[[ Extracted information, beginning ]]

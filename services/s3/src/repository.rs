// Licensed to the Apache Software Foundation (ASF) under one
// or more contributor license agreements.  See the NOTICE file
// distributed with this work for additional information
// regarding copyright ownership.  The ASF licenses this file
// to you under the Apache License, Version 2.0 (the
// "License"); you may not use this file except in compliance
// with the License.  You may obtain a copy of the License at
//
//   http://www.apache.org/licenses/LICENSE-2.0
//
// Unless required by applicable law or agreed to in writing,
// software distributed under the License is distributed on an
// "AS IS" BASIS, WITHOUT WARRANTIES OR CONDITIONS OF ANY
// KIND, either express or implied.  See the License for the
// specific language governing permissions and limitations
// under the License.

use crate::constants::{AWS_URI_ENCODE_SET, DEFAULT_REGION, SERVICE_NAME};
use crate::endpoint::embedded_region;
use crate::{
    is_storage_url, is_storage_urls, Config, Credential, DefaultCredentialProvider, RequestSigner,
};
use cob_core::{Context, Error, Result};
use http::HeaderMap;
use log::{debug, warn};
use percent_encoding::utf8_percent_encode;
use std::sync::Arc;

/// A repository as seen by the host package manager.
pub trait Mirrors {
    /// Repository id, used in logs and in [`Prepared`].
    fn id(&self) -> &str;

    /// Candidate base urls of this repository.
    fn base_urls(&self) -> Vec<String>;

    /// Disabled repositories are never prepared.
    fn enabled(&self) -> bool {
        true
    }
}

/// An S3 backed repository holding the credential resolved for it.
///
/// The host calls [`S3Repository::fetch_headers`] before every file it fetches
/// and adds the returned headers to its own request.
#[derive(Debug, Clone)]
pub struct S3Repository {
    id: String,
    config: Arc<Config>,
    credential: Credential,
}

impl S3Repository {
    /// Resolve credentials for repository `id` and build it.
    ///
    /// Fails with `NoCredentials` or `IncorrectCredentials`; the host must
    /// disable the repository in that case.
    pub fn new(ctx: &Context, config: Arc<Config>, id: &str) -> Result<Self> {
        let credential = DefaultCredentialProvider::new(config.clone()).resolve(ctx)?;
        Ok(Self::with_credential(config, id, credential))
    }

    /// Build a repository from an already resolved credential.
    pub fn with_credential(config: Arc<Config>, id: &str, credential: Credential) -> Self {
        Self {
            id: id.to_string(),
            config,
            credential,
        }
    }

    /// Repository id.
    pub fn id(&self) -> &str {
        &self.id
    }

    /// Credential used to sign this repository's fetches.
    pub fn credential(&self) -> &Credential {
        &self.credential
    }

    /// Compute the headers needed to `GET` `relative` from mirror `base_url`.
    ///
    /// Mirrors outside S3 get an empty header map. The region comes from the
    /// mirror hostname, then from `aws.region`, then defaults to `us-east-1`.
    pub fn fetch_headers(&self, base_url: &str, relative: &str) -> Result<HeaderMap> {
        if !is_storage_url(base_url) {
            debug!("repo {}: mirror {base_url} is not on s3, not signing", self.id);
            return Ok(HeaderMap::new());
        }

        let url = join_url(base_url, relative);
        let region = embedded_region(base_url)
            .or_else(|| self.config.region.clone())
            .unwrap_or_else(|| DEFAULT_REGION.to_string());
        debug!("repo {}: signing {url} for region {region}", self.id);

        let (mut parts, _) = http::Request::get(url.as_str()).body(())?.into_parts();
        RequestSigner::new(SERVICE_NAME, &region).sign(&mut parts, Some(&self.credential))?;

        Ok(parts.headers)
    }
}

/// Outcome of preparing one S3 backed repository.
#[derive(Debug)]
pub enum Prepared {
    /// Credentials resolved, fetches can be signed.
    Ready(S3Repository),
    /// Credentials could not be resolved; the host must disable the repository.
    Disabled {
        /// Repository id.
        id: String,
        /// Why the repository can't be used.
        error: Error,
    },
}

impl Prepared {
    /// Repository id.
    pub fn id(&self) -> &str {
        match self {
            Prepared::Ready(repo) => repo.id(),
            Prepared::Disabled { id, .. } => id,
        }
    }
}

/// Prepare every enabled, S3 backed repository of `repos`.
///
/// Each repository resolves its own credential; a failure only disables that
/// repository. Repositories that are disabled or not on S3 are not returned.
pub fn prepare_repositories<'a, R>(
    ctx: &Context,
    config: Arc<Config>,
    repos: impl IntoIterator<Item = &'a R>,
) -> Vec<Prepared>
where
    R: Mirrors + ?Sized + 'a,
{
    repos
        .into_iter()
        .filter(|repo| repo.enabled() && is_storage_urls(repo.base_urls()))
        .map(|repo| match S3Repository::new(ctx, config.clone(), repo.id()) {
            Ok(repo) => Prepared::Ready(repo),
            Err(error) => {
                warn!("repo {}: disabled, {error}", repo.id());
                Prepared::Disabled {
                    id: repo.id().to_string(),
                    error,
                }
            }
        })
        .collect()
}

/// Join a mirror base url and a repository relative path.
///
/// The relative path is quoted, keeping `/` as separator.
fn join_url(base_url: &str, relative: &str) -> String {
    format!(
        "{}/{}",
        base_url.trim_end_matches('/'),
        utf8_percent_encode(relative.trim_start_matches('/'), &AWS_URI_ENCODE_SET)
    )
}
// Licensed to the Apache Software Foundation (ASF) under one
// or more contributor license agreements.  See the NOTICE file
// distributed with this work for additional information
// regarding copyright ownership.  The ASF licenses this file
// to you under the Apache License, Version 2.0 (the
// "License"); you may not use this file except in compliance
// with the License.  You may obtain a copy of the License at
//
//   http://www.apache.org/licenses/LICENSE-2.0
//
// Unless required by applicable law or agreed to in writing,
// software distributed under the License is distributed on an
// "AS IS" BASIS, WITHOUT WARRANTIES OR CONDITIONS OF ANY
// KIND, either express or implied.  See the License for the
// specific language governing permissions and limitations
// under the License.

//! Core components for signing package repository fetches.
//!
//! This crate provides the foundational types and traits shared by the storage
//! service crates. It knows nothing about a specific signing protocol; it only
//! defines the seams a protocol implementation plugs into.
//!
//! ## Overview
//!
//! - **Context**: A container that holds implementations for HTTP sending and sleeping
//! - **ConfigLookup**: The host's key/value configuration, read once into typed config values
//! - **Traits**: Abstract interfaces for credential loading (`ProvideCredential`) and request signing (`SignRequest`)
//!
//! ## Example
//!
//! ```
//! use cob_core::{ConfigLookup, Context, StaticConfig};
//!
//! let ctx = Context::new();
//! let cfg = StaticConfig::default().with("aws", "retries", "3");
//!
//! assert_eq!(cfg.get_int_or("aws", "retries", 5).unwrap(), 3);
//! assert_eq!(cfg.get_string("aws", "region"), None);
//! # let _ = ctx;
//! ```
//!
//! ## Utilities
//!
//! - [`hash`]: Cryptographic hashing utilities
//! - [`time`]: Time formatting used by signing protocols
//! - [`utils`]: General utilities including data redaction

// Make sure all our public APIs have docs.
#![warn(missing_docs)]

pub mod hash;
pub mod time;
pub mod utils;

mod error;
pub use error::{Error, ErrorKind, Result};

mod context;
pub use context::{Context, HttpSend, NoopHttpSend, Sleep, ThreadSleep};

mod config;
pub use config::{ConfigLookup, StaticConfig};

mod api;
pub use api::{ProvideCredential, SignRequest};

[[ Extracted information, end ]]

■ **Problem**
Output every record above, exactly as written.

■ **Finished task**
filename services/s3/src/repository.rs
// Licensed to the Apache Software Foundation (ASF) under one
// or more contributor license agreements.  See the NOTICE file
// distributed with this work for additional information
// regarding copyright ownership.  The ASF licenses this file
// to you under the Apache License, Version 2.0 (the
// "License"); you may not use this file except in compliance
// with the License.  You may obtain a copy of the License at
//
//   http://www.apache.org/licenses/LICENSE-2.0
//
// Unless required by applicable law or agreed to in writing,
// software distributed under the License is distributed on an
// "AS IS" BASIS, WITHOUT WARRANTIES OR CONDITIONS OF ANY
// KIND, either express or implied.  See the License for the
// specific language governing permissions and limitations
// under the License.

use crate::constants::{AWS_URI_ENCODE_SET, DEFAULT_REGION, SERVICE_NAME};
use crate::endpoint::embedded_region;
use crate::{
    is_storage_url, is_storage_urls, Config, Credential, DefaultCredentialProvider, RequestSigner,
};
use cob_core::{Context, Error, Result};
use http::HeaderMap;
use log::{debug, warn};
use percent_encoding::utf8_percent_encode;
use std::sync::Arc;

/// A repository as seen by the host package manager.
pub trait Mirrors {
    /// Repository id, used in logs and in [`Prepared`].
    fn id(&self) -> &str;

    /// Candidate base urls of this repository.
    fn base_urls(&self) -> Vec<String>;

    /// Disabled repositories are never prepared.
    fn enabled(&self) -> bool {
        true
    }
}

/// An S3 backed repository holding the credential resolved for it.
///
/// The host calls [`S3Repository::fetch_headers`] before every file it fetches
/// and adds the returned headers to its own request.
#[derive(Debug, Clone)]
pub struct S3Repository {
    id: String,
    config: Arc<Config>,
    credential: Credential,
}

impl S3Repository {
    /// Resolve credentials for repository `id` and build it.
    ///
    /// Fails with `NoCredentials` or `IncorrectCredentials`; the host must
    /// disable the repository in that case.
    pub fn new(ctx: &Context, config: Arc<Config>, id: &str) -> Result<Self> {
        let credential = DefaultCredentialProvider::new(config.clone()).resolve(ctx)?;
        Ok(Self::with_credential(config, id, credential))
    }

    /// Build a repository from an already resolved credential.
    pub fn with_credential(config: Arc<Config>, id: &str, credential: Credential) -> Self {
        Self {
            id: id.to_string(),
            config,
            credential,
        }
    }

    /// Repository id.
    pub fn id(&self) -> &str {
        &self.id
    }

    /// Credential used to sign this repository's fetches.
    pub fn credential(&self) -> &Credential {
        &self.credential
    }

    /// Compute the headers needed to `GET` `relative` from mirror `base_url`.
    ///
    /// Mirrors outside S3 get an empty header map. The region comes from the
    /// mirror hostname, then from `aws.region`, then defaults to `us-east-1`.
    pub fn fetch_headers(&self, base_url: &str, relative: &str) -> Result<HeaderMap> {
        if !is_storage_url(base_url) {
            debug!("repo {}: mirror {base_url} is not on s3, not signing", self.id);
            return Ok(HeaderMap::new());
        }

        let url = join_url(base_url, relative);
        let region = embedded_region(base_url)
            .or_else(|| self.config.region.clone())
            .unwrap_or_else(|| DEFAULT_REGION.to_string());
        debug!("repo {}: signing {url} for region {region}", self.id);

        let (mut parts, _) = http::Request::get(url.as_str()).body(())?.into_parts();
        RequestSigner::new(SERVICE_NAME, &region).sign(&mut parts, Some(&self.credential))?;

        Ok(parts.headers)
    }
}

/// Outcome of preparing one S3 backed repository.
#[derive(Debug)]
pub enum Prepared {
    /// Credentials resolved, fetches can be signed.
    Ready(S3Repository),
    /// Credentials could not be resolved; the host must disable the repository.
    Disabled {
        /// Repository id.
        id: String,
        /// Why the repository can't be used.
        error: Error,
    },
}

impl Prepared {
    /// Repository id.
    pub fn id(&self) -> &str {
        match self {
            Prepared::Ready(repo) => repo.id(),
            Prepared::Disabled { id, .. } => id,
        }
    }
}

/// Prepare every enabled, S3 backed repository of `repos`.
///
/// Each repository resolves its own credential; a failure only disables that
/// repository. Repositories that are disabled or not on S3 are not returned.
pub fn prepare_repositories<'a, R>(
    ctx: &Context,
    config: Arc<Config>,
    repos: impl IntoIterator<Item = &'a R>,
) -> Vec<Prepared>
where
    R: Mirrors + ?Sized + 'a,
{
    repos
        .into_iter()
        .filter(|repo| repo.enabled() && is_storage_urls(repo.base_urls()))
        .map(|repo| match S3Repository::new(ctx, config.clone(), repo.id()) {
            Ok(repo) => Prepared::Ready(repo),
            Err(error) => {
                warn!("repo {}: disabled, {error}", repo.id());
                Prepared::Disabled {
                    id: repo.id().to_string(),
                    error,
                }
            }
        })
        .collect()
}

/// Join a mirror base url and a repository relative path.
///
/// The relative path is quoted, keeping `/` as separator.
fn join_url(base_url: &str, relative: &str) -> String {
    format!(
        "{}/{}",
        base_url.trim_end_matches('/'),
        utf8_percent_encode(relative.trim_start_matches('/'), &AWS_URI_ENCODE_SET)
    )
}
// Licensed to the Apache Software Foundation (ASF) under one
// or more contributor license agreements.  See the NOTICE file
// distributed with this work for additional information
// regarding copyright ownership.  The ASF licenses this file
// to you under the Apache License, Version 2.0 (the
// "License"); you may not use this file except in compliance
// with the License.  You may obtain a copy of the License at
//
//   http://www.apache.org/licenses/LICENSE-2.0
//
// Unless required by applicable law or agreed to in writing,
// software distributed under the License is distributed on an
// "AS IS" BASIS, WITHOUT WARRANTIES OR CONDITIONS OF ANY
// KIND, either express or implied.  See the License for the
// specific language governing permissions and limitations
// under the License.

//! Core components for signing package repository fetches.
//!
//! This crate provides the foundational types and traits shared by the storage
//! service crates. It knows nothing about a specific signing protocol; it only
//! defines the seams a protocol implementation plugs into.
//!
//! ## Overview
//!
//! - **Context**: A container that holds implementations for HTTP sending and sleeping
//! - **ConfigLookup**: The host's key/value configuration, read once into typed config values
//! - **Traits**: Abstract interfaces for credential loading (`ProvideCredential`) and request signing (`SignRequest`)
//!
//! ## Example
//!
//! ```
//! use cob_core::{ConfigLookup, Context, StaticConfig};
//!
//! let ctx = Context::new();
//! let cfg = StaticConfig::default().with("aws", "retries", "3");
//!
//! assert_eq!(cfg.get_int_or("aws", "retries", 5).unwrap(), 3);
//! assert_eq!(cfg.get_string("aws", "region"), None);
//! # let _ = ctx;
//! ```
//!
//! ## Utilities
//!
//! - [`hash`]: Cryptographic hashing utilities
//! - [`time`]: Time formatting used by signing protocols
//! - [`utils`]: General utilities including data redaction

// Make sure all our public APIs have docs.
#![warn(missing_docs)]

pub mod hash;
pub mod time;
pub mod utils;

mod error;
pub use error::{Error, ErrorKind, Result};

mod context;
pub use context::{Context, HttpSend, NoopHttpSend, Sleep, ThreadSleep};

mod config;
pub use config::{ConfigLookup, StaticConfig};

mod api;
pub use api::{ProvideCredential, SignRequest};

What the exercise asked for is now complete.